In order to avoid these misinterpretations we first need specific criteria for evaluation of response to the different types of immunotherapy now available, as have been developed in radiology. Indeed several new response criteria are being proposed and even applied in oncology trials in selected cancer patients receiving molecular targeted agents, such as the response criteria of Choi et al. for metastatic GIST treated with imatinib [15, 16] and the immune-related response criteria (irRC) for metastatic melanoma treated with ipilimumab [17]. Moreover, in patients treated with anti-CTLA-4 mAbs, a close collaboration with the clinician is required to define the optimal timing of the PET/CT scan, given the different times of onset and resolution of irAEs [18]. In this way considering the appearance of new PET-positive lesions as PD, that can lead to the early discontinuation of an effective therapy, can be avoided. We can also suggest the use of FDG PET in the early evaluation of response to treatment with ipilimumab. Indeed, a flare reaction (with an increase in the extent and uptake of known lesions and the appearance of irAE) may be predictive of response to therapy [19, 20]. Prospective studies are needed to resolve this point so that unnecessary treatments can be avoided, the correct timing of re-evaluation scans established and resources optimized.
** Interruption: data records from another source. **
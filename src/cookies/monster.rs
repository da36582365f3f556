use crate::cookies::canonical_cookie::{CanonicalCookie, CookieKey, CookiePriority, SameSite};
use crate::cookies::psl;
use dashmap::DashMap;
use std::sync::Arc;
use time::OffsetDateTime;
use url::Url;

/// Limits applied by a [`CookieMonster`].
#[derive(Debug, Clone)]
pub struct CookieMonsterConfig {
    /// Maximum cookies per domain before the oldest is evicted.
    pub max_cookies_per_domain: usize,

    /// Maximum cookies across all domains.
    pub max_cookies_total: usize,
}

impl Default for CookieMonsterConfig {
    fn default() -> Self {
        Self {
            max_cookies_per_domain: 50,
            // Chromium uses 3300; a lower limit keeps memory usage predictable.
            max_cookies_total: 3000,
        }
    }
}

/// The in-memory cookie store of one browsing session.
/// Modeled after Chromium's `net::CookieMonster`.
///
/// Cloning is cheap and every clone observes the same cookies.
#[derive(Clone)]
pub struct CookieMonster {
    // Store: Map<Domain, List<Cookie>>
    store: Arc<DashMap<String, Vec<CanonicalCookie>>>,
    config: CookieMonsterConfig,
}

impl Default for CookieMonster {
    fn default() -> Self {
        Self::new()
    }
}

impl CookieMonster {
    pub fn new() -> Self {
        Self::with_config(CookieMonsterConfig::default())
    }

    pub fn with_config(config: CookieMonsterConfig) -> Self {
        Self {
            store: Arc::new(DashMap::new()),
            config,
        }
    }

    pub fn config(&self) -> &CookieMonsterConfig {
        &self.config
    }

    /// Insert `cookie`, replacing any cookie with the same name, domain and path.
    pub fn set_canonical_cookie(&self, cookie: CanonicalCookie) {
        let mut entry = self.store.entry(cookie.domain.clone()).or_default();

        entry.retain(|c| c.name != cookie.name || c.path != cookie.path);

        // Per-domain limit, oldest first
        while entry.len() >= self.config.max_cookies_per_domain {
            let Some(oldest_idx) = entry
                .iter()
                .enumerate()
                .min_by_key(|(_, c)| c.creation_time)
                .map(|(i, _)| i)
            else {
                break;
            };
            let evicted = entry.remove(oldest_idx);
            tracing::debug!(cookie = %evicted.key(), "evicted cookie over per-domain limit");
        }

        entry.push(cookie);
        drop(entry); // Release lock before checking global count

        self.enforce_global_limit();
    }

    /// Remove the cookie identified by `key`. Returns whether one was removed.
    pub fn delete_canonical_cookie(&self, key: &CookieKey) -> bool {
        let removed = match self.store.get_mut(&key.domain) {
            Some(mut entry) => {
                let before = entry.len();
                entry.retain(|c| !c.matches_key(key));
                before != entry.len()
            }
            None => false,
        };
        self.store.remove_if(&key.domain, |_, cookies| cookies.is_empty());
        removed
    }

    /// Enforce the global cookie limit by evicting oldest cookies.
    fn enforce_global_limit(&self) {
        while self.total_cookie_count() > self.config.max_cookies_total {
            let mut oldest: Option<(String, usize, OffsetDateTime)> = None;

            for entry in self.store.iter() {
                for (idx, cookie) in entry.value().iter().enumerate() {
                    let older = oldest
                        .as_ref()
                        .map_or(true, |(_, _, oldest_time)| cookie.creation_time < *oldest_time);
                    if older {
                        oldest = Some((entry.key().clone(), idx, cookie.creation_time));
                    }
                }
            }

            let Some((domain, idx, _)) = oldest else {
                break;
            };
            if let Some(mut entry) = self.store.get_mut(&domain) {
                if idx < entry.len() {
                    let evicted = entry.remove(idx);
                    tracing::debug!(cookie = %evicted.key(), "evicted cookie over global limit");
                }
            }
        }
    }

    /// Drop every expired cookie.
    fn purge_expired(&self, now: OffsetDateTime) {
        for mut entry in self.store.iter_mut() {
            entry.value_mut().retain(|c| !c.is_expired(now));
        }
        self.store.retain(|_, cookies| !cookies.is_empty());
    }

    /// Snapshot of every live cookie.
    ///
    /// Sorted by domain, then longest path first, then creation time, so the
    /// order is stable between calls.
    pub fn get_all_cookies(&self) -> Vec<CanonicalCookie> {
        self.purge_expired(OffsetDateTime::now_utc());

        let mut result: Vec<CanonicalCookie> = self.iter_all_cookies().collect();
        result.sort_by(|a, b| {
            a.domain
                .cmp(&b.domain)
                .then_with(|| b.path.len().cmp(&a.path.len()))
                .then_with(|| a.creation_time.cmp(&b.creation_time))
                .then_with(|| a.name.cmp(&b.name))
        });
        result
    }

    /// Get cookies matching the URL with proper domain suffix matching.
    pub fn get_cookies_for_url(&self, url: &Url) -> Vec<CanonicalCookie> {
        let host = url.host_str().unwrap_or("").to_ascii_lowercase();
        let now = OffsetDateTime::now_utc();
        let mut result = Vec::new();

        for domain in Self::get_matching_domains(&host) {
            let Some(entry) = self.store.get(&domain) else {
                continue;
            };
            result.extend(
                entry
                    .iter()
                    .filter(|c| Self::domain_matches(&c.domain, &host, c.host_only))
                    .filter(|c| Self::path_matches(&c.path, url.path()))
                    .filter(|c| !c.secure || url.scheme() == "https")
                    .filter(|c| !c.is_expired(now))
                    .cloned(),
            );
        }

        // Longest path first, then oldest
        result.sort_by(|a, b| {
            b.path
                .len()
                .cmp(&a.path.len())
                .then_with(|| a.creation_time.cmp(&b.creation_time))
        });

        result
    }

    /// Check if cookie domain matches request host.
    /// Implements RFC 6265 domain matching.
    fn domain_matches(cookie_domain: &str, request_host: &str, host_only: bool) -> bool {
        if host_only {
            return cookie_domain.eq_ignore_ascii_case(request_host);
        }

        request_host.eq_ignore_ascii_case(cookie_domain)
            || request_host
                .strip_suffix(cookie_domain)
                .is_some_and(|prefix| prefix.ends_with('.'))
    }

    /// Check if request path matches cookie path.
    /// Implements RFC 6265 path matching.
    fn path_matches(cookie_path: &str, request_path: &str) -> bool {
        match request_path.strip_prefix(cookie_path) {
            Some(rest) => rest.is_empty() || cookie_path.ends_with('/') || rest.starts_with('/'),
            None => false,
        }
    }

    /// The host itself and all of its parent domains.
    fn get_matching_domains(host: &str) -> Vec<String> {
        let parts: Vec<&str> = host.split('.').collect();
        (0..parts.len().saturating_sub(1).max(1))
            .map(|i| parts[i..].join("."))
            .collect()
    }

    /// RFC 6265 section 5.1.4 default-path of a request path.
    fn default_path(request_path: &str) -> String {
        if !request_path.starts_with('/') {
            return "/".to_string();
        }
        match request_path.rfind('/') {
            Some(0) | None => "/".to_string(),
            Some(idx) => request_path[..idx].to_string(),
        }
    }

    /// Save a cookie from a `Set-Cookie` header received for `url`.
    ///
    /// This is how a loaded page adds cookies to the session. Unparseable
    /// lines, cookies for foreign or public-suffix domains, and Secure
    /// cookies from insecure origins are dropped, like browsers do. The
    /// result must pass [`CanonicalCookie::validate`]. Returns whether the
    /// cookie was stored.
    pub fn parse_and_save_cookie(&self, url: &Url, cookie_line: &str) -> bool {
        let parsed = match cookie::Cookie::parse(cookie_line) {
            Ok(parsed) => parsed,
            Err(e) => {
                tracing::warn!(line = %cookie_line, error = %e, "failed to parse Set-Cookie line");
                return false;
            }
        };

        let host = match url.host_str() {
            Some(host) if !host.is_empty() => host,
            _ => {
                tracing::warn!(url = %url, "rejected cookie from url without a host");
                return false;
            }
        };
        let now = OffsetDateTime::now_utc();

        let (domain, host_only) = match parsed.domain() {
            Some(d) => {
                if !psl::is_valid_cookie_domain(d, host) {
                    tracing::warn!(domain = %d, host = %host, "rejected cookie domain");
                    return false;
                }
                (psl::normalize_domain(d), false)
            }
            None => (psl::normalize_domain(host), true),
        };

        let path = match parsed.path() {
            Some(p) if p.starts_with('/') => p.to_string(),
            _ => Self::default_path(url.path()),
        };

        // Max-Age takes precedence over Expires
        let expiration_time = match parsed.max_age() {
            Some(max_age) => Some(now + max_age),
            None => parsed.expires_datetime(),
        };

        let same_site = parsed.same_site().map(|s| match s {
            cookie::SameSite::Lax => SameSite::Lax,
            cookie::SameSite::Strict => SameSite::Strict,
            cookie::SameSite::None => SameSite::NoRestriction,
        });

        let cookie = CanonicalCookie {
            name: parsed.name().to_string(),
            value: parsed.value().to_string(),
            domain,
            path,
            creation_time: now,
            expiration_time,
            last_access_time: now,
            secure: parsed.secure().unwrap_or(false),
            http_only: parsed.http_only().unwrap_or(false),
            host_only,
            same_site,
            priority: CookiePriority::Medium,
            version: 0,
        };

        // An already-expired Set-Cookie deletes the existing cookie
        if cookie.is_expired(now) {
            self.delete_canonical_cookie(&cookie.key());
            return false;
        }

        let secure_origin = url.scheme() == "https";
        if cookie.secure && !secure_origin {
            tracing::warn!(cookie = %cookie.key(), scheme = %url.scheme(), "rejected Secure cookie from insecure origin");
            return false;
        }

        if let Err(e) = cookie.validate_prefix(secure_origin) {
            tracing::warn!(cookie = %cookie.key(), error = %e, "rejected cookie prefix");
            return false;
        }

        if let Err(e) = cookie.validate(now) {
            tracing::warn!(cookie = %cookie.key(), error = %e, "rejected invalid cookie");
            return false;
        }

        self.set_canonical_cookie(cookie);
        true
    }

    /// Get total cookie count.
    pub fn total_cookie_count(&self) -> usize {
        self.store.iter().map(|e| e.value().len()).sum()
    }

    /// Clear all cookies.
    pub fn clear(&self) {
        self.store.clear();
    }

    /// Iterate over all cookies, expired ones included.
    pub fn iter_all_cookies(&self) -> impl Iterator<Item = CanonicalCookie> + '_ {
        self.store.iter().flat_map(|entry| entry.value().clone())
    }
}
These considerations will be even more important in the future, as the indications for the use of immunotherapy are expanding. Ipilimumab, for example, has been investigated in a phase II trial in combination with chemotherapy (carboplatin plus paclitaxel, CP) in patients with extensive disease small-cell lung cancer (ED-SCLC) or stage IIIB/IV non-small-cell lung cancer (NSCLC). Two dosing schedules were explored: concurrently with CP or after two cycles of CP (phased). A substantial improvement in immune-related progression-free survival (irPFS) and modified World Health Organization PFS was found in patients with NSCLC who received the phased ipilimumab regimen compared with those who received CP alone. Even patients with ED-SCLC treated with the same regimen had a significant improvement in irPFS [21, 22].

Finally, in the field of melanoma imaging, several specific molecular targets have been evaluated, including the melanocortin receptor, the sigma receptor and melanin [23]. In particular benzamide analogues, that are melanin-targeting agents, have been among the most promising of the newer melanoma radiotracers for both SPECT and PET imaging and therapeutic applications [24]. Different compounds, such as 18F-6-fluoro-N-[2-(diethylamino)ethyl] pyridine-3-carboxamide (18F-MEL050), N-[2-(diethylamino)-ethyl]-4-18F-fluorobenzamide (18F-FBZA), N-[2-(diethylamino)-ethyl]-2-18F-fluoropropanamide (18F-FPDA), 18F-N-[2-(diethylamino)ethyl]-6-fluoropyridine-3-carboxamide (18F-ICF01006) and 68Ga-labelled N-(2-diethylaminoethyl)benzamide derivative (68Ga-SCN-NOTA-BZA), have been tested in the preclinical setting and have shown high specificity for melanotic tissue and favourable in vivo pharmacokinetics, suggesting great potential for noninvasive clinical evaluation of melanin-positive melanoma [2529]. These tracers could be useful for the evaluation of response to immunotherapy, given their specificity for melanoma cells that would allow differentiation between disease locations and immune reactions enhanced by treatment. Their investigation in prospective clinical trials is highly desirable, as has already done with scintigraphic tracers such as 123I-N-(2-diethylaminoethyl)-2-iodobenzamide (123I-BZA2) that has demonstrated high accuracy in the diagnosis of melanin-positive metastatic melanoma [30]. Benzamide analogues labelled with positron-emitting isotopes will probably be more accurate, due to the higher resolution of PET than SPECT images, and could also be used to noninvasively evaluate patients for selective radionuclide therapy, as is done for neuroendocrine tumours with PET using 68Ga-DOTA conjugates.